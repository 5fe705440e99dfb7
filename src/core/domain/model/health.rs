//! Health verdict derived from the appliance-wide status code.

use serde::Serialize;

/// Appliance status code meaning "operating normally".
const STATUS_NORMAL: i32 = 32768;
/// Appliance status codes for degraded-but-serving conditions, such as a
/// capacity warning or an in-progress relayout.
const STATUS_DEGRADED: [i32; 2] = [32772, 32774];

/// Three-state health classification of a [`DeviceStatus`] snapshot.
///
/// [`DeviceStatus`]: super::device_status::DeviceStatus
#[derive(Debug, Clone, Copy, PartialEq, Eq, Serialize)]
#[serde(rename_all = "lowercase")]
pub enum HealthVerdict {
    Pass,
    Warn,
    Fail,
}

impl HealthVerdict {
    /// Classifies an appliance-wide status code.
    ///
    /// Any code outside the known normal and degraded sets is a failure,
    /// including zero (the parser's default for a document that omitted
    /// `mStatus` entirely).
    pub fn from_status_code(code: i32) -> Self {
        if code == STATUS_NORMAL {
            HealthVerdict::Pass
        } else if STATUS_DEGRADED.contains(&code) {
            HealthVerdict::Warn
        } else {
            HealthVerdict::Fail
        }
    }

    /// Returns the verdict as the wire string used in health bodies.
    pub fn as_str(&self) -> &'static str {
        match self {
            HealthVerdict::Pass => "pass",
            HealthVerdict::Warn => "warn",
            HealthVerdict::Fail => "fail",
        }
    }
}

§ **Aim of the task**:
Copy out word for word each line of the listing, from the very first line down to the line containing "an in-progress relayout.", and stop after that line.

§ **Result of the exercise**:
repository 5fe705440e99dfb7
filename src/core/domain/model/health.rs
//! Health verdict derived from the appliance-wide status code.

use serde::Serialize;

/// Appliance status code meaning "operating normally".
const STATUS_NORMAL: i32 = 32768;
/// Appliance status codes for degraded-but-serving conditions, such as a
/// capacity warning or an in-progress relayout.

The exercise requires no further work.